→ **WHAT IS BEING ASKED**
Repeat exactly, please, the lines that begin at the start of the listing and end at the line holding "use revisionist::repo::Repository;".

→ **EXTRACTED ENTRIES**
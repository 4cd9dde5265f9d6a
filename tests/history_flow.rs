use std::sync::Arc;

use serde_json::{json, Value};

use revisionist::domain::{Attributes, Author, Operation, Resource, ResourceId};
use revisionist::history::{
    AutoHistory, Change, DataFormat, History, HistoryError, HistoryOptions, MutationOptions,
    Registry,
};
use revisionist::repo::Repository;
use revisionist::store::{Datastore, KeyKind, MemoryStore, TableSpec, Transaction};

fn attrs(value: Value) -> Attributes {
    match value {
        Value::Object(map) => map,
        _ => panic!("attributes are objects"),
    }
}

fn repository(registry: Registry) -> Repository {
    let mut store = MemoryStore::new()
        .with_table("test", TableSpec::new().key("id", KeyKind::Serial))
        .with_table("drafts", TableSpec::new().key("id", KeyKind::Serial));
    for storage in registry.storages() {
        store = store.with_table(storage.table.clone(), storage.table_spec());
    }
    Repository::new(History::new(Arc::new(store), registry))
}

fn tracked(options: HistoryOptions) -> Repository {
    let mut registry = Registry::default();
    registry.register("test", options).expect("valid");
    repository(registry)
}

async fn create(repo: &Repository) -> Resource {
    repo.create(
        "test",
        attrs(json!({"name": "John Doe", "email": "j@x.com"})),
        MutationOptions::default(),
    )
    .await
    .expect("create")
}

fn id_of(resource: &Resource) -> ResourceId {
    resource.id("id").expect("saved resources have an id")
}

#[tokio::test]
async fn create_update_revert_round_trip() {
    let repo = tracked(HistoryOptions::default());
    let history = repo.history();

    let john = create(&repo).await;
    let id = id_of(&john);
    repo.update(
        "test",
        &id,
        attrs(json!({"name": "Jonny"})),
        MutationOptions::default(),
    )
    .await
    .expect("update");

    let entries = history.entries("test", &id, None).await.expect("entries");
    assert_eq!(entries.len(), 2);

    assert_eq!(entries[0].sequence, 1);
    assert_eq!(entries[0].operation, Operation::Created);
    assert_eq!(entries[0].data["name"], json!("John Doe"));
    assert_eq!(entries[0].changed, None);

    assert_eq!(entries[1].sequence, 2);
    assert_eq!(entries[1].operation, Operation::Updated);
    assert!(!entries[1].patch);
    assert_eq!(entries[1].data["name"], json!("Jonny"));
    let changed = entries[1].changed.as_ref().expect("diff recorded");
    assert_eq!(changed.len(), 1);
    assert_eq!(
        changed.get("name"),
        Some(&Change::Modified {
            old: json!("John Doe"),
            new: json!("Jonny")
        })
    );

    let affected = history.revert("test", &id, Some(1), None).await.expect("revert");
    assert_eq!(affected, 1);

    let live = repo
        .fetch("test", &id, None)
        .await
        .expect("fetch")
        .expect("still exists");
    assert_eq!(live.attributes, entries[0].data);
    assert_eq!(live.get("name"), Some(&json!("John Doe")));

    let entries = history.entries("test", &id, None).await.expect("entries");
    assert_eq!(entries.len(), 2);
}

#[tokio::test]
async fn sequences_are_gap_free_in_mutation_order() {
    let repo = tracked(HistoryOptions::default());
    let resource = create(&repo).await;
    let id = id_of(&resource);

    for n in 0..9 {
        repo.update(
            "test",
            &id,
            attrs(json!({"counter": n})),
            MutationOptions::default(),
        )
        .await
        .expect("update");
    }

    let entries = repo.history().entries("test", &id, None).await.expect("entries");
    let sequences: Vec<u64> = entries.iter().map(|e| e.sequence).collect();
    assert_eq!(sequences, (1..=10).collect::<Vec<_>>());
    assert_eq!(entries[9].data["counter"], json!(8));
}

#[tokio::test]
async fn concurrent_writers_never_share_a_sequence() {
    let repo = Arc::new(tracked(HistoryOptions::default()));
    let resource = create(&repo).await;
    let id = id_of(&resource);

    let writers = (0..8).map(|n| {
        let repo = repo.clone();
        let id = id.clone();
        tokio::spawn(async move {
            repo.update(
                "test",
                &id,
                attrs(json!({"writer": n})),
                MutationOptions::default(),
            )
            .await
        })
    });
    for outcome in futures::future::join_all(writers).await {
        outcome.expect("task completes").expect("update");
    }

    let entries = repo.history().entries("test", &id, None).await.expect("entries");
    let sequences: Vec<u64> = entries.iter().map(|e| e.sequence).collect();
    assert_eq!(sequences, (1..=9).collect::<Vec<_>>());
}

#[tokio::test]
async fn patch_saves_are_flagged() {
    let repo = tracked(HistoryOptions::default());
    let resource = create(&repo).await;
    let id = id_of(&resource);

    repo.update(
        "test",
        &id,
        attrs(json!({"name": "Jonny"})),
        MutationOptions::default().patch(true),
    )
    .await
    .expect("update");

    let entries = repo.history().entries("test", &id, None).await.expect("entries");
    assert!(!entries[0].patch);
    assert!(entries[1].patch);
    assert_eq!(entries[1].data["name"], json!("Jonny"));
}

#[tokio::test]
async fn opted_out_saves_still_apply() {
    let repo = tracked(HistoryOptions::default());
    let resource = create(&repo).await;
    let id = id_of(&resource);

    let updated = repo
        .update(
            "test",
            &id,
            attrs(json!({"name": "changed"})),
            MutationOptions::without_history(),
        )
        .await
        .expect("update");
    assert_eq!(updated.get("name"), Some(&json!("changed")));

    let entries = repo.history().entries("test", &id, None).await.expect("entries");
    assert_eq!(entries.len(), 1);
    assert_eq!(entries[0].operation, Operation::Created);

    let live = repo.fetch("test", &id, None).await.expect("fetch").expect("exists");
    assert_eq!(live.get("name"), Some(&json!("changed")));
}

#[tokio::test]
async fn revert_without_sequence_skips_unrecorded_changes() {
    let repo = tracked(HistoryOptions::default());
    let resource = create(&repo).await;
    let id = id_of(&resource);

    repo.update("test", &id, attrs(json!({"name": "changed"})), MutationOptions::default())
        .await
        .expect("update");
    repo.update(
        "test",
        &id,
        attrs(json!({"name": "changed2"})),
        MutationOptions::without_history(),
    )
    .await
    .expect("update");

    repo.history().revert("test", &id, None, None).await.expect("revert");

    let live = repo.fetch("test", &id, None).await.expect("fetch").expect("exists");
    assert_eq!(live.get("name"), Some(&json!("changed")));
    let entries = repo.history().entries("test", &id, None).await.expect("entries");
    assert_eq!(entries.len(), 2);
}

#[tokio::test]
async fn backup_records_a_manual_snapshot() {
    let repo = tracked(HistoryOptions {
        auto_history: Some(AutoHistory::Enabled(false)),
        ..Default::default()
    });
    let resource = create(&repo).await;
    let id = id_of(&resource);

    assert!(repo
        .history()
        .entries("test", &id, None)
        .await
        .expect("entries")
        .is_empty());

    let entry = repo.history().backup("test", &id, None).await.expect("backup");
    assert_eq!(entry.operation, Operation::Manual);
    assert_eq!(entry.sequence, 1);
    assert!(!entry.patch);
    assert_eq!(entry.data, resource.attributes);
}

#[tokio::test]
async fn operations_join_a_running_transaction() {
    let repo = tracked(HistoryOptions::default());
    let history = repo.history();
    let store = history.store().clone();

    let mut tx = store.begin().await.expect("begin");
    let resource = repo
        .create(
            "test",
            attrs(json!({"name": "John Doe"})),
            MutationOptions::default().transacting(tx.as_mut()),
        )
        .await
        .expect("create");
    let id = id_of(&resource);
    repo.update(
        "test",
        &id,
        attrs(json!({"name": "changed"})),
        MutationOptions::default().transacting(tx.as_mut()),
    )
    .await
    .expect("update");
    history
        .backup("test", &id, Some(tx.as_mut()))
        .await
        .expect("backup");
    history
        .revert("test", &id, Some(1), Some(tx.as_mut()))
        .await
        .expect("revert");

    let entries = history
        .entries("test", &id, Some(tx.as_mut()))
        .await
        .expect("entries");
    let operations: Vec<Operation> = entries.iter().map(|e| e.operation).collect();
    assert_eq!(
        operations,
        [Operation::Created, Operation::Updated, Operation::Manual]
    );
    let live = repo
        .fetch("test", &id, Some(tx.as_mut()))
        .await
        .expect("fetch")
        .expect("exists");
    assert_eq!(live.get("name"), Some(&json!("John Doe")));
    tx.commit().await.expect("commit");

    let entries = history.entries("test", &id, None).await.expect("entries");
    assert_eq!(entries.len(), 3);
}

#[tokio::test]
async fn failed_record_rolls_back_the_owned_transaction() {
    let repo = tracked(HistoryOptions {
        id_attribute: Some("uuid".into()),
        ..Default::default()
    });

    // The serial key fills `id`, so the tracked `uuid` identity is missing.
    let err = repo
        .create("test", attrs(json!({"name": "x"})), MutationOptions::default())
        .await
        .unwrap_err();
    assert!(matches!(err, HistoryError::InvalidResource(_)));

    let store = repo.history().store().clone();
    let mut tx = store.begin().await.expect("begin");
    let rows = tx
        .find_all("test", &Attributes::new(), None)
        .await
        .expect("select");
    assert!(rows.is_empty(), "resource insert was rolled back with the history write");
}

#[tokio::test]
async fn native_json_storage_round_trips() {
    let repo = tracked(HistoryOptions {
        storage: Some("history_json".into()),
        format: Some(DataFormat::Json),
        ..Default::default()
    });
    assert_eq!(
        repo.history().history_model("test").map(|s| s.table.as_str()),
        Some("history_json")
    );

    let resource = create(&repo).await;
    let id = id_of(&resource);
    repo.update("test", &id, attrs(json!({"name": "changed"})), MutationOptions::default())
        .await
        .expect("update");
    repo.history()
        .revert("test", &id, Some(1), None)
        .await
        .expect("revert");

    let live = repo.fetch("test", &id, None).await.expect("fetch").expect("exists");
    assert_eq!(live.get("name"), Some(&json!("John Doe")));
}

#[tokio::test]
async fn disabled_types_write_no_history() {
    let mut registry = Registry::default();
    registry.register("test", HistoryOptions::default()).expect("valid");
    registry.disable("drafts");
    let repo = repository(registry);

    let draft = repo
        .create("drafts", attrs(json!({"name": "x"})), MutationOptions::default())
        .await
        .expect("create");
    assert!(repo.history().history_model("drafts").is_none());

    let err = repo
        .history()
        .entries("drafts", &id_of(&draft), None)
        .await
        .unwrap_err();
    assert!(matches!(err, HistoryError::Untracked(_)));
}

#[tokio::test]
async fn author_callback_is_attached() {
    let mut registry = Registry::default();
    registry
        .register_with_author(
            "test",
            HistoryOptions::default(),
            Some(Arc::new(|resource: &Resource| {
                resource.get("email").map(|email| Author {
                    id: email.clone(),
                    source: "email".into(),
                })
            })),
        )
        .expect("valid");
    let repo = repository(registry);

    let resource = create(&repo).await;
    let entries = repo
        .history()
        .entries("test", &id_of(&resource), None)
        .await
        .expect("entries");
    assert_eq!(
        entries[0].author,
        Some(Author {
            id: json!("j@x.com"),
            source: "email".into()
        })
    );
}

mod color;
mod pixmap;
mod error;
mod application;

use std::io;
use std::io::Write;
use std::path::Path;
use std::process;
use std::str::FromStr;

use clap::App;
use clap::Arg;
use clap::ArgMatches;
use clap::SubCommand;
use env_logger::Env;

use color::Color;
use error::PixmapError;


const VERSION: &'static str = env!("CARGO_PKG_VERSION");
const AUTHORS: &'static str = env!("CARGO_PKG_AUTHORS");


fn main() {

    env_logger::Builder::from_env(Env::default().default_filter_or("info")).init();

    let matches = build_app().get_matches();
    let (name, args) = matches.subcommand();
    let args = if let Some(v) = args {
        v
    } else {
        println!("{}", matches.usage());
        return;
    };
    let stdout = io::stdout();
    if let Err(e) = run(name, args, &mut stdout.lock()) {
        log::error!("{}: {}", name, e);
        process::exit(1);
    }
}

fn build_app() -> App<'static, 'static> {
    App::new("premultiplied color pixmap writer")
        .version(VERSION)
        .author(AUTHORS)
        .subcommand(
            SubCommand::with_name("mix")
            .about("mix two colors and print `a r g b`")
            .arg(
                Arg::with_name("front")
                .long("front")
                .help("front color, as \"a,r,g,b\" with premultiplied channels")
                .takes_value(true)
                .allow_hyphen_values(true)
                .required(true)
            )
            .arg(
                Arg::with_name("back")
                .long("back")
                .help("back color, as \"a,r,g,b\" with premultiplied channels")
                .takes_value(true)
                .allow_hyphen_values(true)
                .required(true)
            )
        )
        .subcommand(
            SubCommand::with_name("fill")
            .about("write a pixmap of a single color")
            .arg(
                Arg::with_name("width")
                .long("width")
                .takes_value(true)
                .allow_hyphen_values(true)
                .required(true)
            )
            .arg(
                Arg::with_name("height")
                .long("height")
                .takes_value(true)
                .allow_hyphen_values(true)
                .required(true)
            )
            .arg(
                Arg::with_name("color")
                .short("c")
                .long("color")
                .help("fill color, as \"a,r,g,b\" with premultiplied channels")
                .takes_value(true)
                .allow_hyphen_values(true)
                .required(true)
            )
            .arg(
                Arg::with_name("output")
                .short("o")
                .long("output")
                .help("output file, default is stdout")
                .takes_value(true)
            )
        )
        .subcommand(
            SubCommand::with_name("convert")
            .about("write a pixmap from a raw buffer (.json) or a raster image")
            .arg(
                Arg::with_name("input")
                .short("i")
                .long("input")
                .help("input file")
                .takes_value(true)
                .required(true)
            )
            .arg(
                Arg::with_name("output")
                .short("o")
                .long("output")
                .help("output file, default is stdout")
                .takes_value(true)
            )
            .arg(
                Arg::with_name("background")
                .long("background")
                .help("color mixed behind every pixel, as \"a,r,g,b\"")
                .takes_value(true)
                .allow_hyphen_values(true)
            )
        )
}

/// Runs one subcommand; `mix` prints to `out`, pixmaps go to the
/// configured output.
fn run<W: Write>(name: &str, args: &ArgMatches, out: &mut W) -> Result<(), Box<dyn std::error::Error>> {
    match name {
        "mix" => {
            let front = Color::from_str(args.value_of("front").unwrap_or_default())?;
            let back = Color::from_str(args.value_of("back").unwrap_or_default())?;
            let c = front.mix(back);
            writeln!(out, "{} {} {} {}", c.a, c.r, c.g, c.b).map_err(PixmapError::Io)?;
            out.flush().map_err(PixmapError::Io)?;
        },

        "fill" => {
            let width = parse_size(args.value_of("width"), "width")?;
            let height = parse_size(args.value_of("height"), "height")?;
            let color = Color::from_str(args.value_of("color").unwrap_or_default())?;
            let mut options = application::AppOptions::default();
            options.set_output_file(args.value_of("output"));
            application::Application::new(options).fill(width, height, color)?;
        },

        "convert" => {
            let mut options = application::AppOptions::default();
            options.set_output_file(args.value_of("output"));
            if let Some(bg) = args.value_of("background") {
                options.set_background(Some(Color::from_str(bg)?));
            }
            let input = Path::new(args.value_of("input").unwrap_or_default());
            application::Application::new(options).convert(input)?;
        },

        _ => {

        }
    }
    Ok(())
}

fn parse_size(value: Option<&str>, name: &str) -> Result<usize, PixmapError> {
    let value = value.unwrap_or_default();
    value.parse().map_err(|e| PixmapError::Parse(format!("{} `{}`: {}", name, value, e)))
}


#[cfg(test)]
mod test {

    use super::*;

    fn run_args(argv: &[&str]) -> (Result<(), Box<dyn std::error::Error>>, String) {
        let mut full = vec!["premul_pixmap"];
        full.extend_from_slice(argv);
        let matches = build_app().get_matches_from_safe(full).unwrap();
        let (name, args) = matches.subcommand();
        let mut out = Vec::new();
        let res = run(name, args.unwrap(), &mut out);
        (res, String::from_utf8(out).unwrap())
    }

    fn is_parse_error(res: &Result<(), Box<dyn std::error::Error>>) -> bool {
        match res {
            Err(e) => match e.downcast_ref::<PixmapError>() {
                Some(PixmapError::Parse(_)) => true,
                _ => false,
            },
            Ok(()) => false,
        }
    }

    #[test]
    fn test_mix_output() {
        let (res, out) = run_args(&["mix", "--front", "1,1,0,0", "--back", "1,0,0,1"]);
        assert!(res.is_ok());
        assert_eq!(out, "2 0.5 0 0.5\n");

        let (res, out) = run_args(&["mix", "--front", "0,1,1,1", "--back", "0,1,0,1"]);
        assert!(res.is_ok());
        assert_eq!(out, "0 0 0 0\n");
    }

    #[test]
    fn test_mix_bad_color() {
        let (res, out) = run_args(&["mix", "--front", "1,1,0", "--back", "1,0,0,1"]);
        assert!(is_parse_error(&res));
        assert!(out.is_empty());
    }

    #[test]
    fn test_fill_negative_size() {
        let (res, _) = run_args(&["fill", "--width", "-1", "--height", "2", "--color", "1,1,1,1"]);
        assert!(is_parse_error(&res));
        let (res, _) = run_args(&["fill", "--width", "2", "--height", "-3", "--color", "1,1,1,1"]);
        assert!(is_parse_error(&res));
    }

    #[test]
    fn test_fill_to_file() {
        let mut path = std::env::temp_dir();
        path.push(format!("premul_pixmap-cli-{}", std::process::id()));
        path.push("fill.ppm");
        let path_str = path.to_str().unwrap();
        let (res, out) = run_args(&["fill", "--width", "1", "--height", "1", "--color", "1,0,0,1", "-o", path_str]);
        assert!(res.is_ok());
        assert!(out.is_empty());
        assert_eq!(std::fs::read_to_string(&path).unwrap(), "P3\n1\n1\n255\n0 0 255 \n");
    }

    #[test]
    fn test_convert_bad_background() {
        let (res, _) = run_args(&["convert", "-i", "unused.json", "--background", "1,x,0,0"]);
        assert!(is_parse_error(&res));
    }

    #[test]
    fn test_parse_size() {
        assert_eq!(parse_size(Some("7"), "width").unwrap(), 7);
        assert_eq!(parse_size(Some("0"), "height").unwrap(), 0);
        for value in &["-1", "", "2.5", "x"] {
            match parse_size(Some(*value), "width") {
                Err(PixmapError::Parse(_)) => {},
                other => panic!("`{}` parsed as {:?}", value, other),
            }
        }
    }

    struct ClosedStdout;

    impl Write for ClosedStdout {

        fn write(&mut self, _buf: &[u8]) -> io::Result<usize> {
            Err(io::Error::new(io::ErrorKind::BrokenPipe, "closed"))
        }

        fn flush(&mut self) -> io::Result<()> {
            Ok(())
        }
    }

    #[test]
    fn test_mix_closed_output() {
        let matches = build_app()
            .get_matches_from_safe(vec!["premul_pixmap", "mix", "--front", "1,1,0,0", "--back", "1,0,0,1"])
            .unwrap();
        let (name, args) = matches.subcommand();
        let res = run(name, args.unwrap(), &mut ClosedStdout);
        match res {
            Err(e) => match e.downcast_ref::<PixmapError>() {
                Some(PixmapError::Io(err)) => assert_eq!(err.kind(), io::ErrorKind::BrokenPipe),
                other => panic!("unexpected {:?}", other),
            },
            Ok(()) => panic!("write to a closed output succeeded"),
        }
    }
}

→ **SOLUTION TO THIS TASK**
repository 4cd9dde5265f9d6a
filename tests/history_flow.rs
use std::sync::Arc;

use serde_json::{json, Value};

use revisionist::domain::{Attributes, Author, Operation, Resource, ResourceId};
use revisionist::history::{
    AutoHistory, Change, DataFormat, History, HistoryError, HistoryOptions, MutationOptions,
    Registry,
};
use revisionist::repo::Repository;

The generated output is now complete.